We did not find differences between schedules in the reported levels of alertness in the middle of diurnal workdays, but workers under the “2x2x4” schedule reported lower levels of alertness in the middle of nocturnal work shifts compared to those under the “4x4x4” schedule (p = 0.028) (Table 4).

Finally, we noted significant differences in the Beck Depression Index scores (p = 0.005). Particularly, we found higher scores for depression symptoms for workers under the “2x2x4” and “fixed 12 h” schedules compared to those under the “4x4x4” schedule (p = 0.037 for “2x2x4” schedule vs. “4 x 4 x 4” schedule and p = 0.006 for “fixed 12 h” schedule vs. “4 x 4 x 4” schedule), while anxiety levels were similar (Table 4).

Discussion

The scheduling of shiftwork depends on several factors, including productivity, costs, and workers’ wellbeing. Indeed, shiftwork has emerged as one of the key translational opportunities for circadian research, together with a chronobiological approach to health issues. Among the different variables that can be optimized is the number of days under nocturnal or diurnal tasks and the rest periods between them. This is a complex issue that should take into account several variables, balancing productivity, presenteeism, accident and incident rates, health and the impact on the social life of workers31. Since there is a clear link between shift duration, sleep, and health outcomes32, and the effects of continuous sleep deprivation and irregularity is cumulative33, a correct decision in terms of the schedule might have long-lasting consequences. Indeed, many other variables contribute to both productivity and wellbeing during shiftwork, including environmental factors (i.e., illumination, feeding schedules, etc.), individual characteristics such as chronotype and even commuting time and distance, and the nature of the work being performed, as well as stress and inherent working hazards. Since shiftwork also affects mood vulnerability29,34, it is not surprising that such routine impacts both co-workers and their family relationships.

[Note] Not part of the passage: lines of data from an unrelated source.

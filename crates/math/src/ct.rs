//! Constant-time comparison and conditional move. No secret-dependent
//! branching.

/// OR together the XOR of every pair. Always consumes the whole iterator.
#[inline]
fn accumulate_diff(pairs: impl Iterator<Item = (u8, u8)>) -> u8 {
    let mut diff: u8 = 0;
    for (x, y) in pairs {
        diff |= x ^ y;
    }
    // Fence: prevent the optimiser from short-circuiting the loop.
    let diff = core::hint::black_box(diff) as u16;
    // Map 0 -> 0, nonzero -> 1 without branching.
    (diff.wrapping_neg() >> 15) as u8
}

/// Constant-time byte-slice comparison. Returns 0 if `a == b`, 1 otherwise.
///
/// # Panics
///
/// If the lengths differ. Lengths are public, so this leaks nothing.
#[inline]
#[must_use]
pub fn ct_compare(a: &[u8], b: &[u8]) -> u8 {
    assert_eq!(a.len(), b.len(), "ct_compare: length mismatch");
    accumulate_diff(a.iter().copied().zip(b.iter().copied()))
}

/// Constant-time conditional copy. If `condition == 1` overwrites `dst` with
/// `src`; if 0, `dst` is unchanged.
///
/// # Panics
///
/// If the lengths differ.
#[inline]
pub fn ct_cmov(dst: &mut [u8], src: &[u8], condition: u8) {
    assert_eq!(dst.len(), src.len(), "ct_cmov: length mismatch");
    debug_assert!(condition <= 1, "ct_cmov: condition must be 0 or 1");

    // Fence the condition so the mask isn't optimised into a branch.
    let mask = core::hint::black_box(condition).wrapping_neg(); // 0x00 or 0xFF

    for (d, &s) in dst.iter_mut().zip(src.iter()) {
        *d ^= mask & (*d ^ s);
    }
}
//! Capability dispatch between the polynomial kernels.
//!
//! Every hot polynomial routine is declared once on [`PolyOps`] and
//! implemented twice: [`Portable`] is the loop-form reference, [`Lanes`]
//! works on fixed 16-coefficient chunks the optimiser can keep in vector
//! registers. Both produce bit-identical output for every valid input.
//!
//! The process-wide choice is made by [`Backend::active`] on first use and
//! cached in an atomic; it is never re-checked.

mod lanes;
mod portable;

use core::{
    fmt::Display,
    sync::atomic::{AtomicU8, Ordering},
};

pub use lanes::Lanes;
pub use portable::Portable;

use crate::N;

/// Bytes of PRF output consumed by one η=2 polynomial.
pub const ETA2_BYTES: usize = 2 * N / 4;

/// Bytes of PRF output consumed by one η=3 polynomial.
pub const ETA3_BYTES: usize = 3 * N / 4;

/// Polynomial kernels shared by every backend.
///
/// Coefficient arithmetic wraps on `i16` overflow; callers keep inputs inside
/// the documented ranges so that it never does.
pub trait PolyOps {
    /// Forward NTT, ending with a Barrett pass into `[0, q]`.
    fn ntt(r: &mut [i16; N]);

    /// Inverse NTT, output in the Montgomery domain.
    fn inverse_ntt(r: &mut [i16; N]);

    /// Barrett-reduce every coefficient into `[0, q]`.
    fn reduce(r: &mut [i16; N]);

    /// Multiply every coefficient by `R = 2^{16}` modulo q.
    fn to_mont(r: &mut [i16; N]);

    /// Map coefficients in `[0, 2q)` onto `[0, q)`.
    fn csubq(r: &mut [i16; N]);

    /// `r[i] = a[i] + b[i]`, no reduction.
    fn add(r: &mut [i16; N], a: &[i16; N], b: &[i16; N]);

    /// `r[i] += b[i]`, no reduction.
    fn add_assign(r: &mut [i16; N], b: &[i16; N]);

    /// `r[i] = a[i] - b[i]`, no reduction.
    fn sub(r: &mut [i16; N], a: &[i16; N], b: &[i16; N]);

    /// NTT-domain product: 64 pairs of degree-1 multiplications with roots
    /// `+ZETAS[64 + i]` and `-ZETAS[64 + i]`.
    fn basemul(r: &mut [i16; N], a: &[i16; N], b: &[i16; N]);

    /// `r += a ∘ b` in the NTT domain, no reduction.
    fn basemul_acc(r: &mut [i16; N], a: &[i16; N], b: &[i16; N]);

    /// `r[i] = round(a[i] · 2^d / q) mod 2^d` for `a[i]` in `[0, 2q)`.
    fn compress(r: &mut [u16; N], a: &[i16; N], d: u32);

    /// `r[i] = round(a[i] · q / 2^d)`.
    fn decompress(r: &mut [i16; N], a: &[u16; N], d: u32);

    /// Centred binomial sample with η = 2.
    fn cbd_eta2(r: &mut [i16; N], buf: &[u8; ETA2_BYTES]);

    /// Centred binomial sample with η = 3.
    fn cbd_eta3(r: &mut [i16; N], buf: &[u8; ETA3_BYTES]);
}

/// Kernel family selected for this process.
#[derive(Clone, Copy, Debug, PartialEq, Eq)]
#[repr(u8)]
pub enum Backend {
    Portable = 1,
    Lanes    = 2,
}

impl Display for Backend {
    fn fmt(&self, f: &mut core::fmt::Formatter<'_>) -> core::fmt::Result {
        match self {
            Self::Portable => f.write_str("portable"),
            Self::Lanes => f.write_str("lanes"),
        }
    }
}

const UNSELECTED: u8 = 0;

static SELECTED: AtomicU8 = AtomicU8::new(UNSELECTED);

impl Backend {
    /// The backend used by every dispatched routine.
    ///
    /// Detection runs on the first call only. Concurrent first calls may each
    /// run detection, but they store the same answer.
    #[must_use]
    pub fn active() -> Self {
        match SELECTED.load(Ordering::Relaxed) {
            1 => Self::Portable,
            2 => Self::Lanes,
            _ => {
                let chosen = Self::detect();
                SELECTED.store(chosen as u8, Ordering::Relaxed);
                chosen
            }
        }
    }

    /// Probe the running CPU. With `std` this asks for AVX2 (x86_64) or NEON
    /// (aarch64); without it, 64-bit targets get [`Backend::Lanes`].
    #[must_use]
    pub fn detect() -> Self {
        #[cfg(all(feature = "std", target_arch = "x86_64"))]
        let wide = std::is_x86_feature_detected!("avx2");
        #[cfg(all(feature = "std", target_arch = "aarch64"))]
        let wide = std::arch::is_aarch64_feature_detected!("neon");
        #[cfg(not(all(feature = "std", any(target_arch = "x86_64", target_arch = "aarch64"))))]
        let wide = cfg!(target_pointer_width = "64");

        if wide { Self::Lanes } else { Self::Portable }
    }
}

/// Dispatch a [`PolyOps`] method over the cached [`Backend`].
macro_rules! dispatch {
    ($op:ident ( $($arg:expr),* $(,)? )) => {
        match $crate::backend::Backend::active() {
            $crate::backend::Backend::Portable => {
                <$crate::backend::Portable as $crate::backend::PolyOps>::$op($($arg),*)
            }
            $crate::backend::Backend::Lanes => {
                <$crate::backend::Lanes as $crate::backend::PolyOps>::$op($($arg),*)
            }
        }
    };
}
pub(crate) use dispatch;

Here we examined, combining objective and subjective measurements, the effect of three different working schedules on the sleep-wake cycle, temperature rhythm and perceived performance of workers in the logistics branch of one of the biggest oil companies in South America. In all cases, the duration of sleep during the resting period was significantly less than the recommended 7 h of nocturnal sleep10. The “2 x 2 x 4” schedule showed increased nocturnal sleep time after diurnal work, decreased sleep regularity and a dampened circadian temperature rhythm. Additionally, this shift exhibited higher levels of insomnia, increased fatigue impact, lower alertness levels, and heightened symptoms of depression (Fig. 3).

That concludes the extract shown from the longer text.